↓↓↓

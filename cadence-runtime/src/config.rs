//! Engine configuration
//!
//! Built once at process start and passed down to the evaluator and
//! coordinator. Values come from `CADENCE_*` environment variables with
//! defaults suitable for local development.

use crate::retry::{RetryPolicy, RetryStrategy};
use anyhow::{anyhow, Context, Result};
use cadence_core::ComputeTier;
use std::collections::HashMap;
use std::env;
use std::time::Duration;
use uuid::Uuid;

/// What the evaluator does with a partition that maps to no upstream
/// partition of one of its dependencies
#[derive(Debug, Clone, Copy, PartialEq, Eq, Default)]
pub enum MissingUpstreamPolicy {
    /// Treat the dependency as satisfied and schedule the partition
    #[default]
    Liberal,

    /// Refuse to schedule the partition and report an error
    Strict,
}

impl std::str::FromStr for MissingUpstreamPolicy {
    type Err = anyhow::Error;

    fn from_str(s: &str) -> Result<Self> {
        match s.to_ascii_lowercase().as_str() {
            "liberal" => Ok(MissingUpstreamPolicy::Liberal),
            "strict" => Ok(MissingUpstreamPolicy::Strict),
            other => Err(anyhow!("unknown missing-upstream policy '{other}'")),
        }
    }
}

/// Configuration for one engine process
#[derive(Debug, Clone)]
pub struct EngineConfig {
    /// Identity recorded as the owner of claimed attempts
    pub owner_id: String,

    /// Interval between executor polls while a run is pending
    pub poll_interval: Duration,

    /// Maximum number of units a coordinator drives at once
    pub max_concurrent_runs: usize,

    pub missing_upstream: MissingUpstreamPolicy,

    pub retry: RetryPolicy,

    /// Per-tier max duration overrides; tiers not listed use their default
    pub tier_timeouts: HashMap<ComputeTier, Duration>,
}

impl Default for EngineConfig {
    fn default() -> Self {
        Self {
            owner_id: format!("cadence-{}", Uuid::new_v4().simple()),
            poll_interval: Duration::from_secs(5),
            max_concurrent_runs: 16,
            missing_upstream: MissingUpstreamPolicy::default(),
            retry: RetryPolicy::default(),
            tier_timeouts: HashMap::new(),
        }
    }
}

impl EngineConfig {
    /// Load configuration from environment variables
    ///
    /// Environment variables:
    /// - `CADENCE_OWNER_ID`: claim owner identity (default: random)
    /// - `CADENCE_POLL_INTERVAL_MS`: executor poll interval (default: 5000)
    /// - `CADENCE_MAX_CONCURRENT_RUNS`: concurrent units (default: 16)
    /// - `CADENCE_MISSING_UPSTREAM`: `liberal` or `strict` (default: liberal)
    /// - `CADENCE_MAX_RETRIES`: retries after a transient failure (default: 3)
    /// - `CADENCE_RETRY_STRATEGY`: `none`, `fixed`, `exponential`, `exponential_jitter`
    /// - `CADENCE_RETRY_INITIAL_DELAY_MS`: first backoff (default: 1000)
    /// - `CADENCE_RETRY_MAX_DELAY_MS`: backoff cap (default: 60000)
    /// - `CADENCE_TIMEOUT_<TIER>_SECS`: max duration override per tier, e.g.
    ///   `CADENCE_TIMEOUT_FUNCTION_SECS`
    pub fn from_env() -> Result<Self> {
        Self::from_lookup(|key| env::var(key).ok())
    }

    /// Load configuration through an arbitrary variable lookup
    pub fn from_lookup<F>(lookup: F) -> Result<Self>
    where
        F: Fn(&str) -> Option<String>,
    {
        let defaults = Self::default();
        let var = |key: &str, default: String| lookup(key).unwrap_or(default);

        let owner_id = var("CADENCE_OWNER_ID", defaults.owner_id);

        let poll_interval_ms: u64 = var("CADENCE_POLL_INTERVAL_MS", "5000".to_string())
            .parse()
            .context("CADENCE_POLL_INTERVAL_MS must be a number of milliseconds")?;

        let max_concurrent_runs: usize = var(
            "CADENCE_MAX_CONCURRENT_RUNS",
            defaults.max_concurrent_runs.to_string(),
        )
        .parse()
        .context("CADENCE_MAX_CONCURRENT_RUNS must be a positive integer")?;

        let missing_upstream: MissingUpstreamPolicy =
            var("CADENCE_MISSING_UPSTREAM", "liberal".to_string())
                .parse()
                .context("CADENCE_MISSING_UPSTREAM must be 'liberal' or 'strict'")?;

        let max_attempts: u32 = var("CADENCE_MAX_RETRIES", "3".to_string())
            .parse()
            .context("CADENCE_MAX_RETRIES must be a non-negative integer")?;

        let strategy: RetryStrategy =
            var("CADENCE_RETRY_STRATEGY", "exponential_jitter".to_string())
                .parse()
                .map_err(|e: String| anyhow!(e))
                .context("CADENCE_RETRY_STRATEGY is invalid")?;

        let initial_delay_ms: u64 = var("CADENCE_RETRY_INITIAL_DELAY_MS", "1000".to_string())
            .parse()
            .context("CADENCE_RETRY_INITIAL_DELAY_MS must be a number of milliseconds")?;

        let max_delay_ms: u64 = var("CADENCE_RETRY_MAX_DELAY_MS", "60000".to_string())
            .parse()
            .context("CADENCE_RETRY_MAX_DELAY_MS must be a number of milliseconds")?;

        let mut tier_timeouts = HashMap::new();
        for tier in ComputeTier::ALL {
            let key = format!("CADENCE_TIMEOUT_{}_SECS", tier.as_str().to_ascii_uppercase());
            if let Some(value) = lookup(&key) {
                let secs: u64 = value
                    .parse()
                    .with_context(|| format!("{key} must be a number of seconds"))?;
                tier_timeouts.insert(tier, Duration::from_secs(secs));
            }
        }

        let config = Self {
            owner_id,
            poll_interval: Duration::from_millis(poll_interval_ms),
            max_concurrent_runs,
            missing_upstream,
            retry: RetryPolicy {
                max_attempts,
                initial_delay: Duration::from_millis(initial_delay_ms),
                max_delay: Duration::from_millis(max_delay_ms),
                strategy,
                ..RetryPolicy::default()
            },
            tier_timeouts,
        };

        config.validate()?;
        Ok(config)
    }

    /// Validate configuration
    pub fn validate(&self) -> Result<()> {
        if self.owner_id.trim().is_empty() {
            return Err(anyhow!("owner_id cannot be empty"));
        }
        if self.poll_interval.is_zero() {
            return Err(anyhow!("poll_interval must be greater than zero"));
        }
        if self.max_concurrent_runs == 0 {
            return Err(anyhow!("max_concurrent_runs must be greater than zero"));
        }
        if self.retry.initial_delay > self.retry.max_delay {
            return Err(anyhow!("retry initial delay cannot exceed max delay"));
        }
        if self.retry.backoff_multiplier < 1.0 {
            return Err(anyhow!("retry backoff multiplier must be at least 1.0"));
        }
        Ok(())
    }

    /// Max duration of a unit: explicit asset override, else the configured
    /// tier timeout, else the tier default
    pub fn max_duration_for(&self, tier: ComputeTier, asset_override: Option<Duration>) -> Option<Duration> {
        asset_override
            .or_else(|| self.tier_timeouts.get(&tier).copied())
            .or_else(|| tier.default_max_duration())
    }
}

#[cfg(test)]
mod tests {
    use super::*;

    fn lookup(vars: &[(&str, &str)]) -> impl Fn(&str) -> Option<String> {
        let vars: HashMap<String, String> = vars
            .iter()
            .map(|(k, v)| (k.to_string(), v.to_string()))
            .collect();
        move |key| vars.get(key).cloned()
    }

    #[test]
    fn test_defaults() {
        let config = EngineConfig::from_lookup(lookup(&[])).unwrap();
        assert_eq!(config.poll_interval, Duration::from_secs(5));
        assert_eq!(config.missing_upstream, MissingUpstreamPolicy::Liberal);
        assert_eq!(config.retry.max_attempts, 3);
        assert!(config.owner_id.starts_with("cadence-"));
    }

    #[test]
    fn test_overrides() {
        let config = EngineConfig::from_lookup(lookup(&[
            ("CADENCE_OWNER_ID", "replica-a"),
            ("CADENCE_MISSING_UPSTREAM", "Strict"),
            ("CADENCE_MAX_RETRIES", "5"),
            ("CADENCE_RETRY_STRATEGY", "fixed"),
            ("CADENCE_TIMEOUT_FUNCTION_SECS", "60"),
        ]))
        .unwrap();

        assert_eq!(config.owner_id, "replica-a");
        assert_eq!(config.missing_upstream, MissingUpstreamPolicy::Strict);
        assert_eq!(config.retry.max_attempts, 5);
        assert_eq!(config.retry.strategy, RetryStrategy::Fixed);
        assert_eq!(
            config.max_duration_for(ComputeTier::Function, None),
            Some(Duration::from_secs(60))
        );
        assert_eq!(
            config.max_duration_for(ComputeTier::Cluster, None),
            Some(Duration::from_secs(12 * 60 * 60))
        );
        assert_eq!(config.max_duration_for(ComputeTier::InProcess, None), None);
    }

    #[test]
    fn test_invalid_values_are_rejected() {
        assert!(EngineConfig::from_lookup(lookup(&[("CADENCE_POLL_INTERVAL_MS", "soon")])).is_err());
        assert!(EngineConfig::from_lookup(lookup(&[("CADENCE_MAX_CONCURRENT_RUNS", "0")])).is_err());
        assert!(EngineConfig::from_lookup(lookup(&[("CADENCE_MISSING_UPSTREAM", "maybe")])).is_err());
    }

    #[test]
    fn test_asset_override_wins() {
        let config = EngineConfig::default();
        assert_eq!(
            config.max_duration_for(ComputeTier::Batch, Some(Duration::from_secs(30))),
            Some(Duration::from_secs(30))
        );
    }
}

↑↑↑

> _TASK TO COMPLETE_
Every line containing the string "executor" is required; copy each such line from the data.

> _FINISHED TASK_
    /// Interval between executor polls while a run is pending
    /// - `CADENCE_POLL_INTERVAL_MS`: executor poll interval (default: 5000)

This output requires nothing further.